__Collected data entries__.
===============

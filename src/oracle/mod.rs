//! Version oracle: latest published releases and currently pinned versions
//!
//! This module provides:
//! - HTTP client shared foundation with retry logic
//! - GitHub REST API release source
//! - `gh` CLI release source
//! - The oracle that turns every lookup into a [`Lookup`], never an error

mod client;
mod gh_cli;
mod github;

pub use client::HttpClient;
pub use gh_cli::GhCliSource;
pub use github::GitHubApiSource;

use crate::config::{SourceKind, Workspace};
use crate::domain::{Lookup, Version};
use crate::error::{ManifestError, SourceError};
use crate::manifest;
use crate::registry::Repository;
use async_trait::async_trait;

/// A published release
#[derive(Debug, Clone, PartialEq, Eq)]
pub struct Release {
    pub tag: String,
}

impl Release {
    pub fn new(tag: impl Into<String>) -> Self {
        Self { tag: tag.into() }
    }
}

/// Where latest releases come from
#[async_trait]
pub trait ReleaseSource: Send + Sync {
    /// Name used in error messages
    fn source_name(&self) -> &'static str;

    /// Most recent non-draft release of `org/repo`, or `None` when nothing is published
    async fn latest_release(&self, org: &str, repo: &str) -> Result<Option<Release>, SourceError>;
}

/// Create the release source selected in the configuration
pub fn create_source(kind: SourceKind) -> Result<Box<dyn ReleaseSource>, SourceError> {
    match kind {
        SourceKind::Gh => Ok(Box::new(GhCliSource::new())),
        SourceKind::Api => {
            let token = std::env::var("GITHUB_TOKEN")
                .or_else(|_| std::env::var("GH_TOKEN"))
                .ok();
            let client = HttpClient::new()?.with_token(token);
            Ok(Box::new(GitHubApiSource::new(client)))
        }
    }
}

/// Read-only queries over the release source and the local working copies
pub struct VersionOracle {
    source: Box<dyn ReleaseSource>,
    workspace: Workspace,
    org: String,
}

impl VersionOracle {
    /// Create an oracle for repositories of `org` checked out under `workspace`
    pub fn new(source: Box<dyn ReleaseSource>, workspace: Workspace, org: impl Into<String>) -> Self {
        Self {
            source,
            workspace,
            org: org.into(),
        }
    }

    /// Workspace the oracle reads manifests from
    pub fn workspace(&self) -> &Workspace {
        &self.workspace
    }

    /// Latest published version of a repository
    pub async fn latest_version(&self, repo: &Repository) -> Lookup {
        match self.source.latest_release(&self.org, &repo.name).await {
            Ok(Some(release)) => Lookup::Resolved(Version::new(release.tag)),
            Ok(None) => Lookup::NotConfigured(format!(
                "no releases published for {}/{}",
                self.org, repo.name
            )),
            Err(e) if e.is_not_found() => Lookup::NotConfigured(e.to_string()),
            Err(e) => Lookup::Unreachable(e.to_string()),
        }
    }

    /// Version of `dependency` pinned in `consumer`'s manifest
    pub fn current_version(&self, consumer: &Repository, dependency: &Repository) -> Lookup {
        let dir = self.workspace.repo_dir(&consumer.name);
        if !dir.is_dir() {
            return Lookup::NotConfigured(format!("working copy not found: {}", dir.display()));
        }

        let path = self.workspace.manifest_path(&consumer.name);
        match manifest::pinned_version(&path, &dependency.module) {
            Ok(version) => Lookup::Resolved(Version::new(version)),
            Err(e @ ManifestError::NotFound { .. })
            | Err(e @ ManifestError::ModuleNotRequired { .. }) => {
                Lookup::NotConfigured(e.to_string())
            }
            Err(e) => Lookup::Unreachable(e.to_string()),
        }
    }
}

===============

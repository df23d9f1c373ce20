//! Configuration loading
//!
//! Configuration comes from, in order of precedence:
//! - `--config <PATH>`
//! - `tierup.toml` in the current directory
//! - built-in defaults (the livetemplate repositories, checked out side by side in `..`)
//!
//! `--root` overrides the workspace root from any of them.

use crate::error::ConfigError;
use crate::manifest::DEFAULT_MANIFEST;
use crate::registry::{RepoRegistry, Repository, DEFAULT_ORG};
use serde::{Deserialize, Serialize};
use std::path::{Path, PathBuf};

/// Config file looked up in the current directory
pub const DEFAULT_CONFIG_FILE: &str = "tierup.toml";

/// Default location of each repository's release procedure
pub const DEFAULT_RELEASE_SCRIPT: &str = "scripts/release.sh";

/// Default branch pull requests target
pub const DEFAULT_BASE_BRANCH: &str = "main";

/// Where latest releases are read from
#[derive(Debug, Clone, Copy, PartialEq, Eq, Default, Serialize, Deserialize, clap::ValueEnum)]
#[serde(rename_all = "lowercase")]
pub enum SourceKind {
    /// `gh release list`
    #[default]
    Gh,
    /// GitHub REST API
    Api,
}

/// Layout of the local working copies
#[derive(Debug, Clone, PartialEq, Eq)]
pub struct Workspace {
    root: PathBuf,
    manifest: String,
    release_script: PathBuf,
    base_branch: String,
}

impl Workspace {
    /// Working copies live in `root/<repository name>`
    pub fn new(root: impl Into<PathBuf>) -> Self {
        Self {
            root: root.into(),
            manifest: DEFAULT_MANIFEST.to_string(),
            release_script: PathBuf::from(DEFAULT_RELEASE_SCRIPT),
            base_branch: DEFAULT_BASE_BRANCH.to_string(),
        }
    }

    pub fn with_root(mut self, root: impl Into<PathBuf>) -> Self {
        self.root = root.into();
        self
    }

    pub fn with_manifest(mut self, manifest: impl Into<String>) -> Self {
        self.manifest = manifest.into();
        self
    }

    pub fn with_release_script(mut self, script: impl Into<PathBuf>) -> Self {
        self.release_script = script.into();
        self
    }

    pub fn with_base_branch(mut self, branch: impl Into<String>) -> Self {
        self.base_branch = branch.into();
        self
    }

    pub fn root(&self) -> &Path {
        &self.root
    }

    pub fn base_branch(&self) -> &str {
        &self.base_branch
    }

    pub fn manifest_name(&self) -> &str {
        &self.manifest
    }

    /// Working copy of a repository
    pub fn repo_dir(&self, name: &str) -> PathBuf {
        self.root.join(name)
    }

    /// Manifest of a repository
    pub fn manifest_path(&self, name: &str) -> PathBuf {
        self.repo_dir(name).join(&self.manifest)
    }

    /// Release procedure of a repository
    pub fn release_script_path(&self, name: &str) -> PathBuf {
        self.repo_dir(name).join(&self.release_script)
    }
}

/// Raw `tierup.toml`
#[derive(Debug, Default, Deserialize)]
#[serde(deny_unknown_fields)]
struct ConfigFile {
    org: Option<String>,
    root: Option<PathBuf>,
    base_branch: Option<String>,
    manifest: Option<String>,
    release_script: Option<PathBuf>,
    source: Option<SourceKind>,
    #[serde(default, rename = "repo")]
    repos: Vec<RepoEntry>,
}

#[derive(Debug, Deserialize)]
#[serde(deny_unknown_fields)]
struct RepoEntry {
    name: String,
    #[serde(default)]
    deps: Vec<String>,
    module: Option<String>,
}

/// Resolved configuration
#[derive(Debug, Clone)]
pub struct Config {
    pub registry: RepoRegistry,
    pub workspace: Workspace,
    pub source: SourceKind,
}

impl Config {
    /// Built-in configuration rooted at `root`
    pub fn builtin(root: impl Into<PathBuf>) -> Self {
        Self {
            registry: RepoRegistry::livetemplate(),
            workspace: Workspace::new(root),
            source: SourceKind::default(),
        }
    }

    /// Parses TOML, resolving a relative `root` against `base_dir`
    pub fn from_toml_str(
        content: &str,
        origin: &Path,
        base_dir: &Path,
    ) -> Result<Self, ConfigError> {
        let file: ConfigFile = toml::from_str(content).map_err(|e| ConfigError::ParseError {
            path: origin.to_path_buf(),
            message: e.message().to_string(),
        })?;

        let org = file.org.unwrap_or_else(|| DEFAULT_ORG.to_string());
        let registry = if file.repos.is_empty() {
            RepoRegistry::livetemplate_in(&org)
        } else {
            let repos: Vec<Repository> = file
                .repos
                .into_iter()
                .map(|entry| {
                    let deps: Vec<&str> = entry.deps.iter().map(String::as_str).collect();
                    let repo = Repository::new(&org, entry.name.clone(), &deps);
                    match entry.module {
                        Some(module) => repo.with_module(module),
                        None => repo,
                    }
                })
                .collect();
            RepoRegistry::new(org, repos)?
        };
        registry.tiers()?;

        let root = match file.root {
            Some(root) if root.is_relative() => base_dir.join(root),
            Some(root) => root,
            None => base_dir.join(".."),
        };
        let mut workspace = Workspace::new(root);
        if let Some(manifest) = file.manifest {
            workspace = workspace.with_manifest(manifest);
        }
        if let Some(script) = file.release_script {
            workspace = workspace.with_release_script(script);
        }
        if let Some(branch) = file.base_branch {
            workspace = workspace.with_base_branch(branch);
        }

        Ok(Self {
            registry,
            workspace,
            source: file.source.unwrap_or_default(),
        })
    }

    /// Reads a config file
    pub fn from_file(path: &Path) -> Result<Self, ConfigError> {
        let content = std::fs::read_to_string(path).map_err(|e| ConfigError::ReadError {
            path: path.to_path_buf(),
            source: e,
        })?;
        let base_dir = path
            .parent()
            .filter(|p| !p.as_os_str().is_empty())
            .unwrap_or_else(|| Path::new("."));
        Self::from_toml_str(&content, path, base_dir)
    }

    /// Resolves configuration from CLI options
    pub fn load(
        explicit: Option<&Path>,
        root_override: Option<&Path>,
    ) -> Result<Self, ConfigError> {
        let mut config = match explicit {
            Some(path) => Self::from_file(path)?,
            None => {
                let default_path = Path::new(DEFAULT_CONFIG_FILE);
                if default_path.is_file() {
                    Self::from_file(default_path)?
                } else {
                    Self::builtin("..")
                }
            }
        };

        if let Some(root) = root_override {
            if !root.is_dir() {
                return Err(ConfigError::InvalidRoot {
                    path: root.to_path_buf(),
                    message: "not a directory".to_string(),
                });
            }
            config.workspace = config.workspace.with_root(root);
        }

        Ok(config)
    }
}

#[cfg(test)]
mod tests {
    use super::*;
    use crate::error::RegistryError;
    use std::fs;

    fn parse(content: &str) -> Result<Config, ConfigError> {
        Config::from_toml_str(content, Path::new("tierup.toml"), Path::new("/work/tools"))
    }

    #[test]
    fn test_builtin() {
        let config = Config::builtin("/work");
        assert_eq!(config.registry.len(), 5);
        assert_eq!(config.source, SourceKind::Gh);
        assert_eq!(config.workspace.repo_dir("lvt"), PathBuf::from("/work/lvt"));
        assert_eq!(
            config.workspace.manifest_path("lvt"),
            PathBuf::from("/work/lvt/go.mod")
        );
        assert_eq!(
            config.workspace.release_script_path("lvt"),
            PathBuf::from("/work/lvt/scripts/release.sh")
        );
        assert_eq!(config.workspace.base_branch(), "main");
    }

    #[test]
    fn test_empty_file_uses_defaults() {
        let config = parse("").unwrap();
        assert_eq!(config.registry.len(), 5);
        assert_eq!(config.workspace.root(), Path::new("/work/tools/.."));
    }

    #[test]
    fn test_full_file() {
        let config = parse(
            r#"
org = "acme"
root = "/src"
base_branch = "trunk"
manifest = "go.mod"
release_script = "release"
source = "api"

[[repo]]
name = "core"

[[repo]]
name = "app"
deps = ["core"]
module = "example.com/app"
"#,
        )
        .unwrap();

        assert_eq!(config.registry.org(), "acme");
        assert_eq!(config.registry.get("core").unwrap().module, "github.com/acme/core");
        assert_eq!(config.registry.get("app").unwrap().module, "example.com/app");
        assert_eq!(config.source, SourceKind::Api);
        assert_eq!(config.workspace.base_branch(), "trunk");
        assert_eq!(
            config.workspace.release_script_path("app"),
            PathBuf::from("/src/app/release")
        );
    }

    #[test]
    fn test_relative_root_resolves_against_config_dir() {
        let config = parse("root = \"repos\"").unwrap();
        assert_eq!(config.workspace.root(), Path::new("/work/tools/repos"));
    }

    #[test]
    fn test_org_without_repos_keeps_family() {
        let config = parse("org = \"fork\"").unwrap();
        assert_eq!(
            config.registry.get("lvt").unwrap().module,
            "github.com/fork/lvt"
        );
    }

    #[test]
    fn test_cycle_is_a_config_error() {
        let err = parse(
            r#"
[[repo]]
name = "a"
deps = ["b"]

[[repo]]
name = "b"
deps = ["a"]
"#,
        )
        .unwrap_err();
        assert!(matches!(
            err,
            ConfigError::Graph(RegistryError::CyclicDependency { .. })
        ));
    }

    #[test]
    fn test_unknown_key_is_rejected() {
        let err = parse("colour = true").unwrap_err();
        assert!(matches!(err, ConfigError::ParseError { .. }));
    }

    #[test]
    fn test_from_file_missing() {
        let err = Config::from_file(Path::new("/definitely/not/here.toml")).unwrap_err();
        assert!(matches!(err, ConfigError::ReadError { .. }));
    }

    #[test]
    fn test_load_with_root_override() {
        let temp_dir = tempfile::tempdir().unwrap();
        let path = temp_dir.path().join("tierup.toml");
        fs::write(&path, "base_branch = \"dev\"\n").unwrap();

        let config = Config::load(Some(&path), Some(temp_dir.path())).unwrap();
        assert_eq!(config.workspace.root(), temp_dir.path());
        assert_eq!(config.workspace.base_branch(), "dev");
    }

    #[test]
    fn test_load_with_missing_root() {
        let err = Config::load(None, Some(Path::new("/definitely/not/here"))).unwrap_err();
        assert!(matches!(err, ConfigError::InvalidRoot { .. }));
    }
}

===============

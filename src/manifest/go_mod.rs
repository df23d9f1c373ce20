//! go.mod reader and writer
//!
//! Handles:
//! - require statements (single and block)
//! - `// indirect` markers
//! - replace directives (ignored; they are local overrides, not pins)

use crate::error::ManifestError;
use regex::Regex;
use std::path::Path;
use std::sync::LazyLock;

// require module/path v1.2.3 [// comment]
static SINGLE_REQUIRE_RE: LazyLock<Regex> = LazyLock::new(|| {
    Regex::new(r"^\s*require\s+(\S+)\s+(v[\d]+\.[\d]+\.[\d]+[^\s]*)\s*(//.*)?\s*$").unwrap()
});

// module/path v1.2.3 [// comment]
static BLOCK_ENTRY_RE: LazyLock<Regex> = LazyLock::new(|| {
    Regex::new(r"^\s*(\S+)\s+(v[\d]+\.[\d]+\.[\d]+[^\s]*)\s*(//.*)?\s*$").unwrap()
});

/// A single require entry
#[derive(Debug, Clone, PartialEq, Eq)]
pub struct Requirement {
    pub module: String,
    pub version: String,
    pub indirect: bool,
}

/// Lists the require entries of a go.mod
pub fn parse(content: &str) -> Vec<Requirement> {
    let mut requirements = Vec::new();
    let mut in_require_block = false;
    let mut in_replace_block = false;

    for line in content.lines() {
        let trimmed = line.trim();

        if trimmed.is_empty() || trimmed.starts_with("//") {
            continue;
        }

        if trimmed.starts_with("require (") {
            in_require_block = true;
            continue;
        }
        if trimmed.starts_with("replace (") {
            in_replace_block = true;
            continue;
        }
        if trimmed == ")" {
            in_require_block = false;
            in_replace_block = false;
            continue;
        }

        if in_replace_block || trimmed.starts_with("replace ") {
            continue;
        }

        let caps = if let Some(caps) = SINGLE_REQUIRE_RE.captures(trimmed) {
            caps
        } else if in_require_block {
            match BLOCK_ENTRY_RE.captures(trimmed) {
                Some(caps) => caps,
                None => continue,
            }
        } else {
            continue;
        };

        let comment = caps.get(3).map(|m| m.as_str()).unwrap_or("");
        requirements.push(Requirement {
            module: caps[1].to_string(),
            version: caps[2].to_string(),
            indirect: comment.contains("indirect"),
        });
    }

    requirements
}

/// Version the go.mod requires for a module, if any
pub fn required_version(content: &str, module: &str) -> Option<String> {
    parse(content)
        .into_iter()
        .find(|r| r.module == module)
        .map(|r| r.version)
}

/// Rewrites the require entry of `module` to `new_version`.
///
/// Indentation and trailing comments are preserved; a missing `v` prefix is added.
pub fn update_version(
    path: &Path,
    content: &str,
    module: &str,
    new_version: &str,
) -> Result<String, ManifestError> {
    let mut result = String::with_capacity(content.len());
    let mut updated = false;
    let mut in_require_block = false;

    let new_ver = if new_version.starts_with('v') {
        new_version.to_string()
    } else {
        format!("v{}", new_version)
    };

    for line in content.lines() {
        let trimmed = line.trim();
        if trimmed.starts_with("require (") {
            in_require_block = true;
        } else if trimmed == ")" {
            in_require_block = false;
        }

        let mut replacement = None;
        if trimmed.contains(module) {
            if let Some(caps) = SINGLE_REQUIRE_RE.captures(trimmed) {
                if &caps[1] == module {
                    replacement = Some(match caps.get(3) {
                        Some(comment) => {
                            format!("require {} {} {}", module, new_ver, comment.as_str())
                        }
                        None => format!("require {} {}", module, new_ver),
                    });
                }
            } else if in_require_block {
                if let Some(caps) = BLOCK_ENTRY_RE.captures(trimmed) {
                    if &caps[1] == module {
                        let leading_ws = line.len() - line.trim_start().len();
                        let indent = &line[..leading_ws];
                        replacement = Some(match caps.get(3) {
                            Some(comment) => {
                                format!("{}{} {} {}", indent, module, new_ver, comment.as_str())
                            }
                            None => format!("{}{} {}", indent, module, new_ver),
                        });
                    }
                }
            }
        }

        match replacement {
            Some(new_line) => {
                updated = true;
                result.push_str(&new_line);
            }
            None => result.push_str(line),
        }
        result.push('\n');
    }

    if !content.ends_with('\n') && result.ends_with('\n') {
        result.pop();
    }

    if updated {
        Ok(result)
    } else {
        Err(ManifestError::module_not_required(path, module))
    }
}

===============

__Activity__.
Please return every line of the records above that contains the word "published".

__Solution to this problem__.
//! Version oracle: latest published releases and currently pinned versions
/// A published release
    /// Most recent non-draft release of `org/repo`, or `None` when nothing is published
    /// Latest published version of a repository
                "no releases published for {}/{}",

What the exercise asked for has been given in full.